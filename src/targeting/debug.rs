//! Diagnostic ray segments for an optional debug renderer.

use bevy::prelude::*;

/// What a [`DebugRay`] represents.
#[derive(Debug, Clone, Copy, PartialEq, Eq)]
pub enum DebugRayKind {
    /// Sight ray of an enemy that qualified this frame (drawn green).
    Qualified,
    /// Sight ray of an enemy that did not qualify (drawn red).
    Rejected,
    /// The aim ray (drawn blue).
    Aim,
}

/// A ray segment recorded for visualisation.
#[derive(Debug, Clone, Copy, PartialEq)]
pub struct DebugRay {
    /// Start of the segment.
    pub origin: Vec3,
    /// Offset from `origin` to the segment end.
    pub direction: Vec3,
    /// Colour category.
    pub kind: DebugRayKind,
}

/// Rays recorded during the current frame.
///
/// Only filled when [`crate::SnapSettings::debug_rays`] is enabled; cleared
/// at the start of every visibility pass either way.
#[derive(Resource, Debug, Default, Clone)]
pub struct SightDebugLines {
    rays: Vec<DebugRay>,
}

impl SightDebugLines {
    /// Rays recorded this frame, in evaluation order.
    pub fn iter(&self) -> impl Iterator<Item = &DebugRay> + '_ {
        self.rays.iter()
    }

    /// Number of recorded rays.
    #[must_use]
    pub fn len(&self) -> usize {
        self.rays.len()
    }

    /// Whether nothing was recorded.
    #[must_use]
    pub fn is_empty(&self) -> bool {
        self.rays.is_empty()
    }

    pub(crate) fn push(&mut self, origin: Vec3, direction: Vec3, kind: DebugRayKind) {
        self.rays.push(DebugRay {
            origin,
            direction,
            kind,
        });
    }

    pub(crate) fn clear(&mut self) {
        self.rays.clear();
    }
}
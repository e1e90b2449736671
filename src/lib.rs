//! Aim-assist target acquisition for an on-rails shooter.
//!
//! Enemies are discovered into an [`EnemyRegistry`], flagged
//! [`SightState::Seen`] when they have line of sight to the player, are in
//! range and lie ahead of the crosshair, and the primary crosshair eases onto
//! a seen enemy that the aim ray strikes. [`SnapPlugin`] wires it all into a
//! Bevy app.
pub mod components;
pub mod constants;
pub mod demo;
pub mod logging;
pub mod raycast;
pub mod registry;
pub mod settings;
pub mod targeting;
pub mod vector_math;
pub use constants::*;

// Re-export commonly used items
pub use components::{
    AimCamera, AimReference, CrosshairDummy, Enemy, MarkerSlot, Player, PrimaryCrosshair,
    SecondaryCrosshair, SightState, Sighting, SnapMarker,
};
pub use demo::{DemoScenePlugin, DemoStats, Strafe};
pub use logging::init as init_logging;
pub use raycast::{nearest_hit, Collider, ColliderSet, RayCaster, RayHit, SceneRaycast};
pub use registry::{register_spawned_enemy, scan_enemies_system, EnemyRegistry, ScanSchedule};
pub use settings::{DiscoveryMode, SettingsError, SnapSettings};
pub use targeting::{
    assess_sight, check_role, CrosshairState, DebugRay, DebugRayKind, RigRole, SightChanged,
    SightDebugLines, SightQuery, SightVerdict, SnapPlugin, SnapTween, TargetingError,
    TargetingSet,
};
pub use vector_math::{aim_axis_projection, direction_between};

pub mod prelude {
    //! Prelude exports for hosts embedding the targeting plugin.
    //!
    //! ```rust,no_run
    //! use rail_snap::prelude::*;
    //! ```

    pub use crate::{
        AimCamera, AimReference, Collider, CrosshairDummy, CrosshairState, DiscoveryMode, Enemy,
        Player, PrimaryCrosshair, SecondaryCrosshair, SightChanged, SightState, Sighting,
        SnapPlugin, SnapSettings, TargetingSet,
    };
}
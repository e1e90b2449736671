//! Enemy discovery: periodic rescans, on-spawn registration and removal.

mod common;

use anyhow::Result;
use bevy::prelude::*;
use common::{SnapAssertions, SnapTestAppBuilder};
use rail_snap::{DiscoveryMode, EnemyRegistry, SightState, SnapSettings};
use rstest::rstest;
use test_utils::{advance, spawn_enemy};

const AHEAD: Vec3 = Vec3::new(0.0, 0.0, -40.0);

#[test]
fn enemy_spawned_between_scans_waits_for_the_next_scan() -> Result<()> {
    let (builder, early) = SnapTestAppBuilder::new().with_rig().spawn_enemy(AHEAD);
    let mut app = builder.build();

    // Updates run at t = 0.0 ..= 1.0; the scan at t = 0 finds the early enemy.
    advance(&mut app, 11);
    SnapAssertions::assert_registered(&app, early, true)?;

    let late = spawn_enemy(app.world_mut(), Vec3::new(3.0, 0.0, -30.0));

    // Up to t = 2.5 the late enemy is invisible to targeting.
    advance(&mut app, 15);
    SnapAssertions::assert_registered(&app, late, false)?;
    SnapAssertions::assert_sight(&app, late, SightState::Unseen)?;
    SnapAssertions::assert_markers(&mut app, late, 0)?;

    // The scan at t = 3.0 picks it up.
    advance(&mut app, 10);
    SnapAssertions::assert_registered(&app, late, true)?;
    SnapAssertions::assert_sight(&app, late, SightState::Seen)?;
    SnapAssertions::assert_markers(&mut app, late, 1)?;
    assert_eq!(app.world().resource::<EnemyRegistry>().len(), 2);
    Ok(())
}

#[test]
fn on_spawn_discovery_registers_immediately() -> Result<()> {
    let mut app = SnapTestAppBuilder::new()
        .with_settings(SnapSettings {
            discovery: DiscoveryMode::OnSpawn,
            ..SnapSettings::default()
        })
        .with_rig()
        .build();
    advance(&mut app, 5);

    let enemy = spawn_enemy(app.world_mut(), AHEAD);
    SnapAssertions::assert_registered(&app, enemy, true)?;
    app.update();
    SnapAssertions::assert_sight(&app, enemy, SightState::Seen)?;
    Ok(())
}

#[rstest]
#[case::despawned(true)]
#[case::capability_removed(false)]
fn removed_enemy_is_purged_at_once(#[case] despawn: bool) -> Result<()> {
    let (builder, enemy) = SnapTestAppBuilder::new().with_rig().spawn_enemy(AHEAD);
    let mut app = builder.build();
    advance(&mut app, 3);
    SnapAssertions::assert_markers(&mut app, enemy, 1)?;
    SnapAssertions::assert_snap_target(&app, Some(enemy))?;

    if despawn {
        app.world_mut().despawn(enemy);
    } else {
        app.world_mut().entity_mut(enemy).remove::<rail_snap::Enemy>();
    }
    app.world_mut().flush();

    SnapAssertions::assert_registered(&app, enemy, false)?;
    assert_eq!(SnapAssertions::marker_count(&mut app, enemy), 0);
    SnapAssertions::assert_snap_target(&app, None)?;

    // The next frame neither panics nor resurrects anything.
    app.update();
    assert_eq!(SnapAssertions::marker_count(&mut app, enemy), 0);
    Ok(())
}

#[test]
fn rescans_never_duplicate_members() -> Result<()> {
    let (builder, _enemy) = SnapTestAppBuilder::new().with_rig().spawn_enemy(AHEAD);
    let mut app = builder.build();
    advance(&mut app, 70);
    assert_eq!(app.world().resource::<EnemyRegistry>().len(), 1);
    Ok(())
}
//! Visibility ray caster: decides each frame which enemies are `Seen`.
//!
//! An enemy qualifies when all three hold:
//!
//! - a ray cast from the enemy towards the player reaches it: the first hit is
//!   the player itself, lies no closer than
//!   [`SnapSettings::line_of_sight_tolerance`] short of the player, or there
//!   is no hit at all. Geometry behind the player never obstructs;
//! - the straight-line distance is below [`SnapSettings::distance_to_snap`];
//! - the enemy's projection onto the crosshair dummy's forward axis exceeds
//!   [`SnapSettings::max_behind_engage_distance`].
//!
//! Only this module writes [`Sighting`]. Each flip triggers [`SightChanged`].

use bevy::prelude::*;
use log::{trace, warn};

use crate::components::{CrosshairDummy, Enemy, Player, SightState, Sighting};
use crate::raycast::{RayCaster, SceneRaycast};
use crate::registry::EnemyRegistry;
use crate::settings::SnapSettings;
use crate::vector_math::{aim_axis_projection, direction_between};

use super::debug::{DebugRayKind, SightDebugLines};

/// Triggered whenever an enemy's [`Sighting`] flips.
#[derive(Event, Debug, Clone, Copy, PartialEq, Eq)]
pub struct SightChanged {
    /// The enemy whose flag changed.
    pub enemy: Entity,
    /// The new state.
    pub state: SightState,
}

/// World-space inputs for a single enemy's sight check.
#[derive(Debug, Clone, Copy, PartialEq)]
pub struct SightQuery {
    /// The enemy being evaluated; excluded from its own sight ray.
    pub enemy: Entity,
    /// The player; a hit on it always counts as a clear line.
    pub player: Entity,
    /// Enemy position.
    pub enemy_position: Vec3,
    /// Player position.
    pub player_position: Vec3,
    /// Crosshair position defining the engagement cone apex.
    pub aim_origin: Vec3,
    /// Unit forward axis of the crosshair.
    pub aim_forward: Vec3,
}

/// Outcome of [`assess_sight`], keeping each qualifying condition separate.
#[derive(Debug, Clone, Copy, PartialEq)]
pub struct SightVerdict {
    /// Straight-line enemy-player distance.
    pub distance: f32,
    /// Distance to the first thing the sight ray struck, if anything other
    /// than the player.
    pub hit_distance: Option<f32>,
    /// Whether nothing but the player stands between enemy and player.
    pub line_clear: bool,
    /// Whether `distance` is inside the snap range.
    pub in_range: bool,
    /// Whether the enemy lies inside the engagement cone.
    pub in_cone: bool,
}

impl SightVerdict {
    /// Whether every condition holds.
    #[must_use]
    pub const fn qualifies(&self) -> bool {
        self.line_clear && self.in_range && self.in_cone
    }

    /// The flag value this verdict implies.
    #[must_use]
    pub const fn state(&self) -> SightState {
        if self.qualifies() {
            SightState::Seen
        } else {
            SightState::Unseen
        }
    }
}

/// Evaluates one enemy against the current scene.
///
/// Casts exactly one ray. A cast that hits nothing, or hits only the player,
/// leaves the line of sight clear; range and cone must still hold. So does a
/// hit within the tolerance of the player's position or beyond it, which
/// keeps the result independent of the player's collider size. An enemy
/// standing on the player has no direction to cast along and is treated the
/// same way.
pub fn assess_sight(
    caster: &impl RayCaster,
    query: &SightQuery,
    settings: &SnapSettings,
) -> SightVerdict {
    let distance = query.enemy_position.distance(query.player_position);
    let hit_distance = direction_between(query.enemy_position, query.player_position)
        .map(Dir3::new_unchecked)
        .and_then(|direction| {
            caster.cast_ray(query.enemy_position, direction, Some(query.enemy))
        })
        .filter(|hit| hit.entity != query.player)
        .map(|hit| hit.distance);
    let line_clear =
        hit_distance.is_none_or(|hit| hit > distance - settings.line_of_sight_tolerance);

    SightVerdict {
        distance,
        hit_distance,
        line_clear,
        in_range: distance < settings.distance_to_snap,
        in_cone: aim_axis_projection(query.aim_origin, query.aim_forward, query.enemy_position)
            > settings.max_behind_engage_distance,
    }
}

/// Re-evaluates every registered enemy and writes its [`Sighting`].
#[expect(
    clippy::needless_pass_by_value,
    reason = "Bevy systems require parameters by value, not by reference."
)]
#[expect(
    clippy::too_many_arguments,
    reason = "Bevy systems declare each resource and query they touch."
)]
pub fn evaluate_visibility_system(
    settings: Res<SnapSettings>,
    registry: Res<EnemyRegistry>,
    raycast: SceneRaycast,
    players: Query<(Entity, &Transform), With<Player>>,
    dummies: Query<&Transform, With<CrosshairDummy>>,
    mut enemies: Query<(&Transform, &mut Sighting), With<Enemy>>,
    mut debug_lines: ResMut<SightDebugLines>,
    mut commands: Commands,
) {
    debug_lines.clear();

    let (Ok((player_entity, player)), Ok(dummy)) = (players.single(), dummies.single()) else {
        warn!("visibility pass skipped: player or crosshair dummy unavailable");
        return;
    };

    for enemy in registry.iter() {
        let Ok((transform, mut sighting)) = enemies.get_mut(enemy) else {
            continue;
        };
        let query = SightQuery {
            enemy,
            player: player_entity,
            enemy_position: transform.translation,
            player_position: player.translation,
            aim_origin: dummy.translation,
            aim_forward: dummy.forward().as_vec3(),
        };
        let verdict = assess_sight(&raycast, &query, &settings);
        trace!("enemy {enemy}: {verdict:?}");

        if settings.debug_rays {
            let kind = if verdict.qualifies() {
                DebugRayKind::Qualified
            } else {
                DebugRayKind::Rejected
            };
            debug_lines.push(
                query.enemy_position,
                query.player_position - query.enemy_position,
                kind,
            );
        }

        let state = verdict.state();
        if sighting.set(state) {
            commands.trigger(SightChanged { enemy, state });
        }
    }
}
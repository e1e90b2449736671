//! Shared test fixtures and helpers for targeting integration tests.
#![allow(
    dead_code,
    reason = "Each test binary uses a different subset of these helpers."
)]

use anyhow::{ensure, Context, Result};
use bevy::prelude::*;
use rail_snap::{
    CrosshairState, EnemyRegistry, MarkerSlot, SightState, Sighting, SnapMarker, SnapPlugin,
    SnapSettings,
};
use test_utils::{install_fixed_step, spawn_enemy, spawn_rig, RigEntities, RigLayout, FRAME};

/// Builder for test `App` instances running the targeting plugin.
pub struct SnapTestAppBuilder {
    app: App,
    rig: Option<RigEntities>,
}

impl SnapTestAppBuilder {
    /// A headless app with `MinimalPlugins` stepping [`FRAME`] per update.
    #[must_use]
    pub fn new() -> Self {
        let mut app = App::new();
        app.add_plugins(MinimalPlugins);
        install_fixed_step(&mut app, FRAME);
        Self { app, rig: None }
    }

    /// Uses `settings` instead of the defaults.
    #[must_use]
    pub fn with_settings(mut self, settings: SnapSettings) -> Self {
        self.app.insert_resource(settings);
        self
    }

    /// Spawns the default aim rig.
    #[must_use]
    pub fn with_rig(self) -> Self {
        self.with_rig_layout(&RigLayout::default())
    }

    /// Spawns an aim rig with a custom layout.
    #[must_use]
    pub fn with_rig_layout(mut self, layout: &RigLayout) -> Self {
        self.rig = Some(spawn_rig(self.app.world_mut(), layout));
        self
    }

    /// Spawns an enemy before the first frame.
    #[must_use]
    pub fn spawn_enemy(mut self, position: Vec3) -> (Self, Entity) {
        let enemy = spawn_enemy(self.app.world_mut(), position);
        (self, enemy)
    }

    /// Installs [`SnapPlugin`] and returns the app.
    #[must_use]
    pub fn build(mut self) -> App {
        self.app.add_plugins(SnapPlugin);
        self.app
    }

    /// Like [`Self::build`], also returning the rig entities.
    ///
    /// # Panics
    ///
    /// Panics if no rig was spawned.
    #[must_use]
    pub fn build_with_rig(self) -> (App, RigEntities) {
        let rig = self
            .rig
            .unwrap_or_else(|| panic!("build_with_rig requires with_rig"));
        (self.build(), rig)
    }
}

impl Default for SnapTestAppBuilder {
    fn default() -> Self {
        Self::new()
    }
}

/// Assertion helpers for targeting state.
pub struct SnapAssertions;

impl SnapAssertions {
    /// The enemy's current sight flag.
    pub fn sight_state(app: &App, enemy: Entity) -> Result<SightState> {
        app.world()
            .get::<Sighting>(enemy)
            .map(|sighting| sighting.state())
            .context("entity missing Sighting component")
    }

    /// Assert the enemy's flag equals `expected`.
    pub fn assert_sight(app: &App, enemy: Entity, expected: SightState) -> Result<()> {
        let state = Self::sight_state(app, enemy)?;
        ensure!(
            state == expected,
            "Expected enemy {enemy} to be {expected:?}, got {state:?}"
        );
        Ok(())
    }

    /// Assert whether the enemy is registered.
    pub fn assert_registered(app: &App, enemy: Entity, expected: bool) -> Result<()> {
        let registered = app
            .world()
            .get_resource::<EnemyRegistry>()
            .context("EnemyRegistry resource missing")?
            .contains(enemy);
        ensure!(
            registered == expected,
            "Expected registered({enemy}) = {expected}, got {registered}"
        );
        Ok(())
    }

    /// Number of live markers belonging to `enemy`.
    pub fn marker_count(app: &mut App, enemy: Entity) -> usize {
        let world = app.world_mut();
        world
            .query::<&SnapMarker>()
            .iter(world)
            .filter(|marker| marker.enemy == enemy)
            .count()
    }

    /// Assert `enemy` owns exactly `expected` markers and its slot agrees.
    pub fn assert_markers(app: &mut App, enemy: Entity, expected: usize) -> Result<()> {
        let count = Self::marker_count(app, enemy);
        ensure!(
            count == expected,
            "Expected {expected} markers for {enemy}, got {count}"
        );
        if let Some(slot) = app.world().get::<MarkerSlot>(enemy) {
            ensure!(
                slot.marker().is_some() == (expected > 0),
                "MarkerSlot of {enemy} disagrees with live markers: {slot:?}"
            );
        }
        Ok(())
    }

    /// Fetch the crosshair state.
    pub fn crosshair(app: &App) -> Result<&CrosshairState> {
        app.world()
            .get_resource::<CrosshairState>()
            .context("CrosshairState resource missing")
    }

    /// Assert the crosshair is snapped to `expected` (or released for `None`).
    pub fn assert_snap_target(app: &App, expected: Option<Entity>) -> Result<()> {
        let target = Self::crosshair(app)?.snap_target();
        ensure!(
            target == expected,
            "Expected snap target {expected:?}, got {target:?}"
        );
        Ok(())
    }

    /// Assert the primary crosshair sits within `epsilon` of `expected`.
    pub fn assert_primary_near(app: &App, expected: Vec3, epsilon: f32) -> Result<()> {
        let primary = Self::crosshair(app)?.primary();
        ensure!(
            primary.abs_diff_eq(expected, epsilon),
            "Expected primary crosshair near {expected:?}, got {primary:?}"
        );
        Ok(())
    }
}
//! ECS component types used by the targeting systems.
//! Includes the enemy capability, its sight flag, and the rig role markers.
use bevy::prelude::*;

/// Whether an enemy currently qualifies for snapping.
#[derive(Debug, Clone, Copy, Default, PartialEq, Eq, Hash, Reflect)]
pub enum SightState {
    /// Clear line of sight, in range and inside the engagement cone.
    Seen,
    /// Any qualifying condition failed, or the enemy was never evaluated.
    #[default]
    Unseen,
}

/// Capability marking an entity as a snap target.
///
/// Adding it also inserts the enemy's [`Sighting`] flag and marker slot. The
/// targeting plugin gives the entity a sphere [`crate::Collider`] if none was
/// supplied, sized by `snap_collider_radius` or the settings default.
#[derive(Component, Debug, Clone, Copy, Default, PartialEq, Reflect)]
#[reflect(Component, Default)]
#[require(Transform, Sighting, MarkerSlot)]
pub struct Enemy {
    /// Overrides [`crate::SnapSettings::snap_collider_radius`] for this enemy.
    pub snap_collider_radius: Option<f32>,
}

impl Enemy {
    /// An enemy with a custom snap collider radius.
    #[must_use]
    pub const fn with_radius(radius: f32) -> Self {
        Self {
            snap_collider_radius: Some(radius),
        }
    }
}

/// Authoritative sight flag of an enemy.
///
/// Readable by anyone; only the visibility evaluation writes it.
#[derive(Component, Debug, Clone, Copy, Default, PartialEq, Eq, Reflect)]
#[reflect(Component, Default)]
pub struct Sighting(SightState);

impl Sighting {
    /// Current state of the flag.
    #[must_use]
    pub const fn state(self) -> SightState {
        self.0
    }

    /// Shorthand for `state() == SightState::Seen`.
    #[must_use]
    pub const fn is_seen(self) -> bool {
        matches!(self.0, SightState::Seen)
    }

    /// Stores `state`, returning `true` when it differs from the previous one.
    pub(crate) fn set(&mut self, state: SightState) -> bool {
        let changed = self.0 != state;
        self.0 = state;
        changed
    }
}

/// The enemy's live marker entity, if any.
#[derive(Component, Debug, Clone, Copy, Default, PartialEq, Eq)]
pub struct MarkerSlot(pub(crate) Option<Entity>);

impl MarkerSlot {
    /// The marker currently bound to this enemy.
    #[must_use]
    pub const fn marker(self) -> Option<Entity> {
        self.0
    }
}

/// Transient visual shown over an enemy while it is [`SightState::Seen`].
#[derive(Component, Debug, Clone, Copy, PartialEq, Eq)]
pub struct SnapMarker {
    /// Enemy this marker belongs to.
    pub enemy: Entity,
}

/// The player the enemies need line of sight to.
#[derive(Component, Reflect, Default, Debug, Clone, Copy, PartialEq, Eq)]
#[reflect(Component, Default)]
pub struct Player;

/// Camera the aim ray is derived from.
#[derive(Component, Reflect, Default, Debug, Clone, Copy, PartialEq, Eq)]
#[reflect(Component, Default)]
pub struct AimCamera;

/// Raw, unassisted aim point. Its position is the unsnapped crosshair
/// baseline and its forward axis defines the engagement cone.
#[derive(Component, Reflect, Default, Debug, Clone, Copy, PartialEq, Eq)]
#[reflect(Component, Default)]
pub struct CrosshairDummy;

/// Fixed point the aim ray is directed through, relative to the camera.
#[derive(Component, Reflect, Default, Debug, Clone, Copy, PartialEq, Eq)]
#[reflect(Component, Default)]
pub struct AimReference;

/// Optional visual that mirrors the primary crosshair position.
#[derive(Component, Reflect, Default, Debug, Clone, Copy, PartialEq, Eq)]
#[reflect(Component, Default)]
pub struct PrimaryCrosshair;

/// Optional visual that mirrors the secondary indicator.
#[derive(Component, Reflect, Default, Debug, Clone, Copy, PartialEq, Eq)]
#[reflect(Component, Default)]
pub struct SecondaryCrosshair {
    /// Whether the indicator should be drawn this frame.
    pub visible: bool,
}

##############################

- _About this task_
Given the records above, restate word for word only the lines starting at the one with "and inside the engagement cone." and ending at the one with "evaluation writes it.".

- _Output below_
    /// Clear line of sight, in range and inside the engagement cone.
    Seen,
    /// Any qualifying condition failed, or the enemy was never evaluated.
    #[default]
    Unseen,
}

/// Capability marking an entity as a snap target.
///
/// Adding it also inserts the enemy's [`Sighting`] flag and marker slot. The
/// targeting plugin gives the entity a sphere [`crate::Collider`] if none was
/// supplied, sized by `snap_collider_radius` or the settings default.
#[derive(Component, Debug, Clone, Copy, Default, PartialEq, Reflect)]
#[reflect(Component, Default)]
#[require(Transform, Sighting, MarkerSlot)]
pub struct Enemy {
    /// Overrides [`crate::SnapSettings::snap_collider_radius`] for this enemy.
    pub snap_collider_radius: Option<f32>,
}

impl Enemy {
    /// An enemy with a custom snap collider radius.
    #[must_use]
    pub const fn with_radius(radius: f32) -> Self {
        Self {
            snap_collider_radius: Some(radius),
        }
    }
}

/// Authoritative sight flag of an enemy.
///
/// Readable by anyone; only the visibility evaluation writes it.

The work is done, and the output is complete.